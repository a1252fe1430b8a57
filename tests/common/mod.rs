#![allow(dead_code)]

use bytes::Bytes;
use recipe_api::{
    config::Config,
    pool::{connect_memory, migrate},
    routes::app,
    schema::{Id, User},
    state::AppState,
};
use serde_json::Value;
use tempfile::TempDir;
use warp::http::StatusCode;

pub const BOUNDARY: &str = "recipe-api-test-boundary";

pub struct TestApp {
    pub state: AppState,
    pub media: TempDir,
}

pub struct TestResponse {
    pub status: StatusCode,
    pub headers: warp::http::HeaderMap,
    pub body: Value,
}

pub async fn setup() -> TestApp {
    let media = tempfile::tempdir().unwrap();

    let mut config = Config::load_from(|_| None).unwrap();
    config.secret_key = b"integration test secret".to_vec();
    config.media_root = media.path().to_path_buf();

    let pool = connect_memory().await.unwrap();
    migrate(&pool).await.unwrap();

    TestApp {
        state: AppState::new(pool, config).unwrap(),
        media,
    }
}

fn parse(response: warp::http::Response<Bytes>) -> TestResponse {
    let body = if response.body().is_empty() {
        Value::Null
    } else {
        serde_json::from_slice(response.body()).unwrap()
    };

    TestResponse {
        status: response.status(),
        headers: response.headers().clone(),
        body,
    }
}

impl TestApp {
    /// Inserts a user directly, skipping password hashing.
    pub async fn user(&self, email: &str) -> User {
        sqlx::query_as("INSERT INTO users (email, name, password) VALUES ($1, $2, $3) RETURNING *")
            .bind(email)
            .bind("Test Name")
            .bind("unusable")
            .fetch_one(&self.state.pool)
            .await
            .unwrap()
    }

    /// A user plus a session token for them.
    pub async fn login(&self, email: &str) -> (User, String) {
        let user = self.user(email).await;
        let token = self.state.keys.generate_jwt_session(&user).unwrap();
        (user, token)
    }

    pub async fn tag(&self, user_id: Id, name: &str) -> Id {
        self.attr("tags", user_id, name).await
    }

    pub async fn ingredient(&self, user_id: Id, name: &str) -> Id {
        self.attr("ingredients", user_id, name).await
    }

    async fn attr(&self, table: &str, user_id: Id, name: &str) -> Id {
        let row: (Id,) = sqlx::query_as(&format!(
            "INSERT INTO {table} (user_id, name) VALUES ($1, $2) RETURNING id"
        ))
        .bind(user_id)
        .bind(name)
        .fetch_one(&self.state.pool)
        .await
        .unwrap();
        row.0
    }

    pub async fn count(&self, query: &str) -> i64 {
        let row: (i64,) = sqlx::query_as(query)
            .fetch_one(&self.state.pool)
            .await
            .unwrap();
        row.0
    }

    pub async fn request(
        &self,
        method: &str,
        path: &str,
        token: Option<&str>,
        body: Option<Value>,
    ) -> TestResponse {
        let mut request = warp::test::request().method(method).path(path);
        if let Some(token) = token {
            request = request.header("authorization", format!("Token {token}"));
        }
        if let Some(body) = body {
            request = request.json(&body);
        }

        parse(request.reply(&app(&self.state)).await)
    }

    pub async fn get(&self, path: &str, token: &str) -> TestResponse {
        self.request("GET", path, Some(token), None).await
    }

    pub async fn post(&self, path: &str, token: &str, body: Value) -> TestResponse {
        self.request("POST", path, Some(token), Some(body)).await
    }

    pub async fn put(&self, path: &str, token: &str, body: Value) -> TestResponse {
        self.request("PUT", path, Some(token), Some(body)).await
    }

    pub async fn patch(&self, path: &str, token: &str, body: Value) -> TestResponse {
        self.request("PATCH", path, Some(token), Some(body)).await
    }

    pub async fn delete(&self, path: &str, token: &str) -> TestResponse {
        self.request("DELETE", path, Some(token), None).await
    }

    /// Sends `file` as the single part `field` of a multipart body.
    pub async fn upload(&self, path: &str, token: &str, field: &str, file: &[u8]) -> TestResponse {
        let mut body = format!(
            "--{BOUNDARY}\r\n\
            Content-Disposition: form-data; name=\"{field}\"; filename=\"upload.png\"\r\n\
            Content-Type: image/png\r\n\r\n"
        )
        .into_bytes();
        body.extend_from_slice(file);
        body.extend_from_slice(format!("\r\n--{BOUNDARY}--\r\n").as_bytes());

        let response = warp::test::request()
            .method("POST")
            .path(path)
            .header("authorization", format!("Token {token}"))
            .header(
                "content-type",
                format!("multipart/form-data; boundary={BOUNDARY}"),
            )
            .body(body)
            .reply(&app(&self.state))
            .await;

        parse(response)
    }

    /// Raw GET, for files served outside the JSON API.
    pub async fn fetch(&self, path: &str) -> warp::http::Response<Bytes> {
        warp::test::request()
            .method("GET")
            .path(path)
            .reply(&app(&self.state))
            .await
    }

    /// Creates a recipe through the API and returns its id.
    pub async fn recipe(&self, token: &str, body: Value) -> Id {
        let response = self.post(RECIPES_URL, token, body).await;
        assert_eq!(response.status, StatusCode::CREATED, "{}", response.body);
        response.body["id"].as_i64().unwrap()
    }
}

pub const RECIPES_URL: &str = "/api/recipe/recipes/";
pub const TAGS_URL: &str = "/api/recipe/tags/";
pub const INGREDIENTS_URL: &str = "/api/recipe/ingredients/";

pub fn recipe_url(id: Id) -> String {
    format!("{RECIPES_URL}{id}/")
}

pub fn upload_url(id: Id) -> String {
    format!("{RECIPES_URL}{id}/upload-image/")
}

pub fn tag_url(id: Id) -> String {
    format!("{TAGS_URL}{id}/")
}

pub fn ingredient_url(id: Id) -> String {
    format!("{INGREDIENTS_URL}{id}/")
}

pub fn sample_recipe() -> Value {
    serde_json::json!({
        "title": "Sample recipe",
        "time_minutes": 22,
        "price": "5.25",
    })
}

pub fn png() -> Vec<u8> {
    let mut bytes = Vec::new();
    image::DynamicImage::ImageRgb8(image::RgbImage::new(10, 10))
        .write_to(&mut std::io::Cursor::new(&mut bytes), image::ImageFormat::Png)
        .unwrap();
    bytes
}

pub fn names(body: &Value) -> Vec<String> {
    body.as_array()
        .unwrap()
        .iter()
        .map(|item| item["name"].as_str().unwrap().to_string())
        .collect()
}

#### Task item:
In the listing, return each line containing the string "email".

#### Response to the task:
    pub async fn user(&self, email: &str) -> User {
        sqlx::query_as("INSERT INTO users (email, name, password) VALUES ($1, $2, $3) RETURNING *")
            .bind(email)
    pub async fn login(&self, email: &str) -> (User, String) {
        let user = self.user(email).await;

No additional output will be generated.